- _EXERCISE DETAILS_: Every line of the listing that holds the word "await" should be returned.
::: DATASET EXCERPTS
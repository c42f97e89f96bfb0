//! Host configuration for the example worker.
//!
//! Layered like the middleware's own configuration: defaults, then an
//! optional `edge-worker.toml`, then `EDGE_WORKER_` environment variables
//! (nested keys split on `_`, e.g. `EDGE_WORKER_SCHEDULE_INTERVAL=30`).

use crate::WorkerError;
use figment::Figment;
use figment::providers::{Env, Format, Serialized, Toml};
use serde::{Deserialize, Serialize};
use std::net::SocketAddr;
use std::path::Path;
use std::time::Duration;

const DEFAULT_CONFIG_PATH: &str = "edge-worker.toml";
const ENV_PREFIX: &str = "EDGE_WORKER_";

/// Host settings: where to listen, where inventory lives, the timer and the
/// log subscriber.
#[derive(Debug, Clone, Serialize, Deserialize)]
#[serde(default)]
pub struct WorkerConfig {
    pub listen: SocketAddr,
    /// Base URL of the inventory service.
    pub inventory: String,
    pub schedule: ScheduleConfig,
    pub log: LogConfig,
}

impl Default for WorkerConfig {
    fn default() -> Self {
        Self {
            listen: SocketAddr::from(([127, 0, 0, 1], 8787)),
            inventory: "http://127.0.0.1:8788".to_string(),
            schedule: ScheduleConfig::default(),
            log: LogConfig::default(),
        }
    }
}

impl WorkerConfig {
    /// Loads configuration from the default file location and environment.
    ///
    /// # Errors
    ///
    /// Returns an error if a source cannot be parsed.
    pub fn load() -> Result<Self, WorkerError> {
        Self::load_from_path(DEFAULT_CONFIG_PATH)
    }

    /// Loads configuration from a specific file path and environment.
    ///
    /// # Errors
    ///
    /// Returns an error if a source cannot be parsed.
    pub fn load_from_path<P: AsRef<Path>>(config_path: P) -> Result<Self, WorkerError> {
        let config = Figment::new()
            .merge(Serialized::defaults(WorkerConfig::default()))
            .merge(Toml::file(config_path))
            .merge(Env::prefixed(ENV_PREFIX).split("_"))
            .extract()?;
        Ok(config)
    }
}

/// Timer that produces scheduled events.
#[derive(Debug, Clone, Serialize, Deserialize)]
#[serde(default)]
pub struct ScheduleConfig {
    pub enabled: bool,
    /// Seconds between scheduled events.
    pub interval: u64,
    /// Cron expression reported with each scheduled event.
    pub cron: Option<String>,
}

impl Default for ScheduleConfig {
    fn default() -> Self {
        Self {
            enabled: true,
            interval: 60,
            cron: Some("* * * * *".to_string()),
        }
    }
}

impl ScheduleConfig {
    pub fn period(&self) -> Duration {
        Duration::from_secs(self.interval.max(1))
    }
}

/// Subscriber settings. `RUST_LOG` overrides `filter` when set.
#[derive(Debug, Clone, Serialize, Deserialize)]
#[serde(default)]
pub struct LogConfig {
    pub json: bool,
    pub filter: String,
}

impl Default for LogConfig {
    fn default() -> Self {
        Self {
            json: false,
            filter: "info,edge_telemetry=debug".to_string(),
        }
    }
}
::::::
::: DATASET EXCERPTS
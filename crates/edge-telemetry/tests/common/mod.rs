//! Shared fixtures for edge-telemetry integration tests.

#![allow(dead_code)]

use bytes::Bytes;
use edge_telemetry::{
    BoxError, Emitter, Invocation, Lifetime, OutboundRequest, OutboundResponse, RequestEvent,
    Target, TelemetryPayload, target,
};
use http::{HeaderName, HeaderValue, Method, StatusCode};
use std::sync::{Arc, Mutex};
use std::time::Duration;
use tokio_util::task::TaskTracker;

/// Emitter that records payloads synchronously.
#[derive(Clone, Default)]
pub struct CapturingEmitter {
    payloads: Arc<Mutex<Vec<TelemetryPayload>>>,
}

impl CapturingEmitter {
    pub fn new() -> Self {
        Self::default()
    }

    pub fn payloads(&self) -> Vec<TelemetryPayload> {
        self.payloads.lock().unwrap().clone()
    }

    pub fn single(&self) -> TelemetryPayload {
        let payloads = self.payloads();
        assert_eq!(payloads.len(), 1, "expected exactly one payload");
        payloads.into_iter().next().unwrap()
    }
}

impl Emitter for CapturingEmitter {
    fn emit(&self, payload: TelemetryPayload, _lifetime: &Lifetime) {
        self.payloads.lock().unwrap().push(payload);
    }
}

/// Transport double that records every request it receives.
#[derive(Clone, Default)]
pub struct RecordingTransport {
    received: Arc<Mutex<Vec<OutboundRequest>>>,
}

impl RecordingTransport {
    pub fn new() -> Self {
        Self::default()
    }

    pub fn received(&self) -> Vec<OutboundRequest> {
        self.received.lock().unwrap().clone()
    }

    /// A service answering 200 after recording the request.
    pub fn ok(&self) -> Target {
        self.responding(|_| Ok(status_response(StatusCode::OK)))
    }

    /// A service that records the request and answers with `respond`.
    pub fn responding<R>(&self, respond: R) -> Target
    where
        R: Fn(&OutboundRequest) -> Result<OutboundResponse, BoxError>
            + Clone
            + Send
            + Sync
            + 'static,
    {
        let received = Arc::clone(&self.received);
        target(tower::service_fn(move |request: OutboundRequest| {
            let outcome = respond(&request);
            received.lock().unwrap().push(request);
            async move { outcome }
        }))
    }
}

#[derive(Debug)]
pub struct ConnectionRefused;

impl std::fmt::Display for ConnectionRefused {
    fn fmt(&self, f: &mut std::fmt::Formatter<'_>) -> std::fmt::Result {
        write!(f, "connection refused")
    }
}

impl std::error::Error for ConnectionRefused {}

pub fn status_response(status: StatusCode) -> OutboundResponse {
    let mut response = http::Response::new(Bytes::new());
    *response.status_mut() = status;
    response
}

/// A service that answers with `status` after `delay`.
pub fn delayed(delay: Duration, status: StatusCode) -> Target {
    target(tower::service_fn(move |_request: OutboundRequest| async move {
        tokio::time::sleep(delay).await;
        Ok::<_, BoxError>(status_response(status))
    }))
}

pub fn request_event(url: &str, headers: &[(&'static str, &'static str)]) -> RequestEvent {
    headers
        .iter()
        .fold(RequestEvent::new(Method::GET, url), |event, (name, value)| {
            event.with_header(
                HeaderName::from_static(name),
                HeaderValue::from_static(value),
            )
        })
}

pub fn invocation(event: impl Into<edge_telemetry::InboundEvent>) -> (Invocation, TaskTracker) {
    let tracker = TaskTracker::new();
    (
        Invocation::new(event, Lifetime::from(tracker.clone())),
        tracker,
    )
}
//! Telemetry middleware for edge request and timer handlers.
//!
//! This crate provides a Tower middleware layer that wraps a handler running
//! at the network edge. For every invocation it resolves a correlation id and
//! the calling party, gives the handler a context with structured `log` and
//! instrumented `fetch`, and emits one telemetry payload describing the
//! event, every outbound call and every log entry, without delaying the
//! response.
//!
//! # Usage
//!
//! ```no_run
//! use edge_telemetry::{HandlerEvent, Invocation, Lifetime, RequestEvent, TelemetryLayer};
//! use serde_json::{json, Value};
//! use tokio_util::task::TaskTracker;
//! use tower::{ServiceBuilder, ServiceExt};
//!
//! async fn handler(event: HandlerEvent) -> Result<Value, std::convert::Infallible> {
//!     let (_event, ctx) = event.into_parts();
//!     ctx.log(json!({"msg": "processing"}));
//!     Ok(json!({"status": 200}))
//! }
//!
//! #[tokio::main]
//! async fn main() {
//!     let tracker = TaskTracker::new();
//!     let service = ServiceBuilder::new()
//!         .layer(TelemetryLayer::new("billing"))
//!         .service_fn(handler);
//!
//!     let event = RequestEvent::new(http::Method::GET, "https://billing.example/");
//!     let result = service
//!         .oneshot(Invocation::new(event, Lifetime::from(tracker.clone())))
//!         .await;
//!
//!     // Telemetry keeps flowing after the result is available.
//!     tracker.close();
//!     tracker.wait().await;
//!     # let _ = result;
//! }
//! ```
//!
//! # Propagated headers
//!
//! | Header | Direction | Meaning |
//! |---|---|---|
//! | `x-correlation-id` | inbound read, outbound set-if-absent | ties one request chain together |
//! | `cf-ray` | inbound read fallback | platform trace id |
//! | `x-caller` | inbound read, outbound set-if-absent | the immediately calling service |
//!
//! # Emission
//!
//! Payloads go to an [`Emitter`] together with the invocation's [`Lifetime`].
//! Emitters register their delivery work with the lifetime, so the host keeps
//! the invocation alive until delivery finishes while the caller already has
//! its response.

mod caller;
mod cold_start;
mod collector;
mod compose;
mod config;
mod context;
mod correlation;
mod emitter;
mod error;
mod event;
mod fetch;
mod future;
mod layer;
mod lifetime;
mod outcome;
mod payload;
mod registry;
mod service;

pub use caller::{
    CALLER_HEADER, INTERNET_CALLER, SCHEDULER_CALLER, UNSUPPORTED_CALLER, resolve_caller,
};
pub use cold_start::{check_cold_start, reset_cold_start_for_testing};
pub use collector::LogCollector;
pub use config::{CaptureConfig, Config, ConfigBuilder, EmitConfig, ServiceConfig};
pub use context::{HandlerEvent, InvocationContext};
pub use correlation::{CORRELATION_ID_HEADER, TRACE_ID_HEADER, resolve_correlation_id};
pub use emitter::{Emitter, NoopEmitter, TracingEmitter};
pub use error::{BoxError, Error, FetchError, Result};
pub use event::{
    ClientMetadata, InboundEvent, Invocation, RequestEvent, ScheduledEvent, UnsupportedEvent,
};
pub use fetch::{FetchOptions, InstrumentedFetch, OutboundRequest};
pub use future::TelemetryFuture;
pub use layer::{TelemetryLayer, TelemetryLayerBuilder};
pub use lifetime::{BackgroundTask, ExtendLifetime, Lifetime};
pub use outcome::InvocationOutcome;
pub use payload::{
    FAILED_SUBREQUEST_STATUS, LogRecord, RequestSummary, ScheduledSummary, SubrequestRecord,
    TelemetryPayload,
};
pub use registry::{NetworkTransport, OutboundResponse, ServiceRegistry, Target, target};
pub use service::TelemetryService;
::::::
::: DATASET EXCERPTS
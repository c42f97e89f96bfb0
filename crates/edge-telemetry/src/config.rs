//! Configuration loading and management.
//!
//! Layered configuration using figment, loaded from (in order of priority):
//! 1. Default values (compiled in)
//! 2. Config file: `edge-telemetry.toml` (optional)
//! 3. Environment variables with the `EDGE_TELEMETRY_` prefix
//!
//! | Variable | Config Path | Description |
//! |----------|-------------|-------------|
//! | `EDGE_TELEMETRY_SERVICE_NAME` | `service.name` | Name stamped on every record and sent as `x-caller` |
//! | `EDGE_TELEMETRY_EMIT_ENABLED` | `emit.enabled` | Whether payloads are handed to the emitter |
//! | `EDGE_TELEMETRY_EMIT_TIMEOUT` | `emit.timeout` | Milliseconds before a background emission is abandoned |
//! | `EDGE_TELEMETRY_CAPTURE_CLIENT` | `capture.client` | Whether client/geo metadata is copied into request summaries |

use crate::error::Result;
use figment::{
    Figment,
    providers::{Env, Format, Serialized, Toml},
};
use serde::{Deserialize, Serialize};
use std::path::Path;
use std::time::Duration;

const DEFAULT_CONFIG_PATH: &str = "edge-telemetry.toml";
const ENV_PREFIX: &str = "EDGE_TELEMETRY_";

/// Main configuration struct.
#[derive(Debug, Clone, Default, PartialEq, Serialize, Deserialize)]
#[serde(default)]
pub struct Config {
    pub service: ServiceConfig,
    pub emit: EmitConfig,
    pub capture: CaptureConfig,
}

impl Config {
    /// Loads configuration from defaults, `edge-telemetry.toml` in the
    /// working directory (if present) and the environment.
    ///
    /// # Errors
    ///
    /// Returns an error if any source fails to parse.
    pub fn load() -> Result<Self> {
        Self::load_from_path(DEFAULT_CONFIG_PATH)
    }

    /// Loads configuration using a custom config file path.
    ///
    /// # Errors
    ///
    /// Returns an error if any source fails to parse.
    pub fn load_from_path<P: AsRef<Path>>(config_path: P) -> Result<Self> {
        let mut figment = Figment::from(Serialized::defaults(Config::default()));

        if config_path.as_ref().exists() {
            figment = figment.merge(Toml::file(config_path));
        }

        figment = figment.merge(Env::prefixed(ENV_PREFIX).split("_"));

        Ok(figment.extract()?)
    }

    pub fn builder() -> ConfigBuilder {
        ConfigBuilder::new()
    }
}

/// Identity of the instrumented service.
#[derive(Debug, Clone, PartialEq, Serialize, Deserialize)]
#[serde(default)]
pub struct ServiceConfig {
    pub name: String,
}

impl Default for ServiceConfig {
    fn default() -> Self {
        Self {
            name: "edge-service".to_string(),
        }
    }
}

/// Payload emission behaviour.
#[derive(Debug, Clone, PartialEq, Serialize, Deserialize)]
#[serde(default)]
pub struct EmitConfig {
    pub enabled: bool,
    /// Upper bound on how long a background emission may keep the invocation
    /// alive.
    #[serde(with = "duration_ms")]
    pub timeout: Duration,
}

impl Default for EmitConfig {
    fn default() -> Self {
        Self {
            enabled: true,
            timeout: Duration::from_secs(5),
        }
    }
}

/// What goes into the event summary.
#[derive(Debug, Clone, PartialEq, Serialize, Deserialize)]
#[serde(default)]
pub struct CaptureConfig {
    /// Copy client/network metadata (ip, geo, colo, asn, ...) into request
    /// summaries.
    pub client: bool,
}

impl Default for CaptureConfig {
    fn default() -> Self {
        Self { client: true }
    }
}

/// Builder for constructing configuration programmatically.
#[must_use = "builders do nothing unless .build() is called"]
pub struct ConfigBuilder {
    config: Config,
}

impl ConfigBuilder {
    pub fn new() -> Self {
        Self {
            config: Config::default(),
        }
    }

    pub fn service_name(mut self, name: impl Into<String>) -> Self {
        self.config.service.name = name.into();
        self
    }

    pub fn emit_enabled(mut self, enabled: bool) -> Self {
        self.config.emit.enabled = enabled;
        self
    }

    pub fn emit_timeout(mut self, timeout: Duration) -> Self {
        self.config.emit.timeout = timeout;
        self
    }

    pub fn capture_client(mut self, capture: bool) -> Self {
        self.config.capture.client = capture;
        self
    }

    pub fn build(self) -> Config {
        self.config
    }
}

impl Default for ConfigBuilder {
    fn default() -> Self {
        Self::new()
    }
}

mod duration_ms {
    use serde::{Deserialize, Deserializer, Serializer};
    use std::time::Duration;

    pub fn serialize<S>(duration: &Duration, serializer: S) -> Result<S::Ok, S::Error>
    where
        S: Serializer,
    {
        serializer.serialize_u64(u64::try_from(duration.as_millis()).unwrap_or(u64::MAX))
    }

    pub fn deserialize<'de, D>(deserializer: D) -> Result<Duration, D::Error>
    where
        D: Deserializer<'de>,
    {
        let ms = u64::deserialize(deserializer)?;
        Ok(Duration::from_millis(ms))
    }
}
::::::
- _OUTPUT FOR THIS TASK_:
        tokio::time::sleep(delay).await;
//!         .await;
//!     tracker.wait().await;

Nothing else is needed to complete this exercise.